Question qui contient des hypothèses: Si les humains mangeaient principalement de la viande (comme ils l’ont fait dans le passé avant l’agriculture), pourquoi sont-ils plus intolérants physiquement à la graisse que les légumes et les céréales?

C’est une hypothèse que les humains mangent surtout de la viande avant l’âge de l’agriculture. Selon certains, le chasseur-cueilleur était plutôt un chasseur-cueilleur où l’obtention de viande était occasionnelle, opportuniste et peu fiable.

Les humains ne sont pas intolérants à la graisse végétale, à part qu’il est facile d’absorber plus de calories que nécessaire. Les humains n’ont pas été conçus pour absorber idéalement le gras saturé et le cholestérol des autres créatures vivantes. C’est possible pour la survie, mais ce n’est pas idéal pour prospérer. Encore une fois, la plupart des humains absorbent maintenant trop, comme en témoigne la flambée des taux de maladies cardiaques. Voir: Le beurre est-il vraiment de retour? Coeur à coeur avec le cardiologue Joel Kahn, MD

Les grains non-OGM sont digestibles par les humains lorsqu’ils sont germés et cuits correctement. La plupart des blés sont maintenant des OGM et la séquence de récolte est accélérée pour l’efficacité et la demande, de sorte que les méthodes traditionnelles permettant de faire germer le grain coupé le rendant plus digeste ont été sautées. Les grains ne sont pas un aliment humain idéal car ils ne peuvent pas être digérés crus. La cuisson (pré-digestion) est nécessaire et, par conséquent, les céréales sont considérées comme des aliments de survie, mais pas comme des aliments humains idéaux. Voir: Fruit sur des fourchettes sur des couteaux

Premièrement, vous avez tort de supposer que les humains mangeaient principalement de la viande avant le développement de l’agriculture. Le régime alimentaire variait beaucoup selon la région et comprenait des tubercules, des céréales, des noix, des fruits, du miel, des légumes et des légumineuses (mais pas nécessairement tous dans chaque région) en plus de la viande. Les humains sont des omnivores .

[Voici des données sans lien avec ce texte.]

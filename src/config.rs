use std::fs;
use std::path::{Path, PathBuf};

use anyhow::{Context, Result, bail};
use serde::Deserialize;

use crate::preserve::{DEFAULT_PRESERVE, PreserveRules};

pub const CONFIG_FILE_NAME: &str = ".shush.toml";

const EXAMPLE_CONFIG: &str = r#"# Shush Configuration
# Patterns to preserve in comments (supports wildcards with *)
preserve = [
    "TODO:",
    "FIXME:",
    "HACK:",
    "XXX:",
    "@ts-ignore",
    "@ts-expect-error",
    "eslint-",
    "prettier-ignore",
    "pylint:",
    "mypy:",
    "type: ignore",
    "*IMPORTANT*",   # preserves any comment containing IMPORTANT
    "*DEBUG*",       # preserves any comment containing DEBUG
]

# Lines of surrounding context shown by --dry-run
context_lines = 0
"#;

/// Contents of a `.shush.toml` file.
#[derive(Debug, Clone, Default, Deserialize, PartialEq, Eq)]
pub struct Config {
    #[serde(default)]
    pub preserve: Vec<String>,
    #[serde(default)]
    pub context_lines: usize,
}

impl Config {
    pub fn preserve_rules(&self) -> PreserveRules {
        if self.preserve.is_empty() {
            PreserveRules::default()
        } else {
            PreserveRules::new(self.preserve.clone())
        }
    }
}

/// A resolved configuration and the file it came from (`None` for defaults).
#[derive(Debug, Clone, Default)]
pub struct LoadedConfig {
    pub config: Config,
    pub path: Option<PathBuf>,
}

impl LoadedConfig {
    pub fn defaults() -> Self {
        Self {
            config: Config {
                preserve: DEFAULT_PRESERVE.iter().map(|p| p.to_string()).collect(),
                context_lines: 0,
            },
            path: None,
        }
    }
}

/// Load the nearest config: `./.shush.toml`, then the git root's, then
/// `~/.config/.shush.toml`, then built-in defaults.
pub fn load(cwd: &Path) -> Result<LoadedConfig> {
    match find_config(cwd) {
        Some(path) => {
            let config = load_from_file(&path)?;
            Ok(LoadedConfig {
                config,
                path: Some(path),
            })
        }
        None => Ok(LoadedConfig::defaults()),
    }
}

pub fn find_config(cwd: &Path) -> Option<PathBuf> {
    let local = cwd.join(CONFIG_FILE_NAME);
    if local.is_file() {
        return Some(local);
    }

    if let Some(root) = find_git_root(cwd) {
        let candidate = root.join(CONFIG_FILE_NAME);
        if candidate.is_file() {
            return Some(candidate);
        }
    }

    global_config_path().filter(|p| p.is_file())
}

pub fn global_config_path() -> Option<PathBuf> {
    dirs::home_dir().map(|home| home.join(".config").join(CONFIG_FILE_NAME))
}

/// Walk up from `start` looking for a directory containing `.git`.
pub fn find_git_root(start: &Path) -> Option<PathBuf> {
    start
        .ancestors()
        .find(|dir| dir.join(".git").exists())
        .map(Path::to_path_buf)
}

pub fn load_from_file(path: &Path) -> Result<Config> {
    let text = fs::read_to_string(path)
        .with_context(|| format!("Failed to read config {}", path.display()))?;
    parse(&text).with_context(|| format!("Invalid config {}", path.display()))
}

fn parse(text: &str) -> Result<Config> {
    let mut config: Config = toml::from_str(text)?;
    if config.preserve.is_empty() {
        config.preserve = DEFAULT_PRESERVE.iter().map(|p| p.to_string()).collect();
    }
    Ok(config)
}

/// Write the example config into `dir`. Refuses to overwrite.
pub fn create_example_config(dir: &Path) -> Result<PathBuf> {
    let path = dir.join(CONFIG_FILE_NAME);
    if path.exists() {
        bail!("{} already exists", path.display());
    }
    fs::write(&path, EXAMPLE_CONFIG)
        .with_context(|| format!("Failed to write {}", path.display()))?;
    Ok(path)
}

Deuxièmement, à l’exception des antinutriments et des toxines présents dans certains grains et légumes, les humains ne tolèrent ni les graisses, ni les céréales, ni les légumes. La plupart des aliments à l’excès sont un problème, tout comme un excès de calories totales, mais plutôt peu d’aliments sont si mauvais pour vous qu’ils ne peuvent pas être une partie régulière de votre régime alimentaire.

En supposant que les premiers humains mangent surtout de la viande. . . faux. Parmi nos cultures, un certain nombre sont restés essentiellement inchangés dans ce siècle. La culture! Kung a été complètement glanée pour un aperçu de l’humanité
comme nous l’étions avant notre longue diaspora et notre différenciation ethnoculturelle.
Les! Kung du milieu du 20ème siècle étaient culturellement indiscernables de leurs ancêtres du 60ème millénaire avant. L’analyse interculturelle des aborigènes d’Australie, d’Indonésie (y compris Bornéo et al) et d’Amazonie partagent tous un profil alimentaire remarquablement similaire – malgré leurs habitats écologiques allant du désert aride à la jungle humide. Leur déséquilibre alimentaire (donc, effectivement «les nôtres» – puisque «ils» sont «nous» vivant un style de vie pré-technologique) est
loin d’un régime à base de viande.

Notre régime original? +/- 85% de plante et +/- 15% d’animal. Et la plupart de cet ‘animal’ était non-vertébré – avec des mammifères ne constituant qu’une fraction de ce 1/6. Alors que les primatologues primitifs et les spécialistes en primatologie, les anthropologues réfléchissaient et conjecturaient sur l’importance de la chasse
en tant que source de fer «vitale» (même «essentielle») pour les femelles humaines en période de menstruation, ceci est largement négligé par l’étude des sociétés humaines «naturelles» susmentionnées – et de nos plus proches parents – en particulier les bonobos (Pan paniscus).

Une telle méta-étude solidifie une alimentation humaine «naturelle» comme étant principalement végétale, avec des protéines d’insectes fourragères – parfois complétées par de la viande rouge récupérée (charognée ou chassée).

L’agriculture – la culture intentionnelle de plantes et d’animaux pour notre usage – a évolué à partir de notre mode de vie antérieur de plantes suivantes, à mesure qu’elles vieillissaient à des altitudes variées – ou dans des micro-climats variés – pouvaient avoir peu d’influence sur la composition du régime alimentaire. – au moins jusqu’à l’invention du commerce.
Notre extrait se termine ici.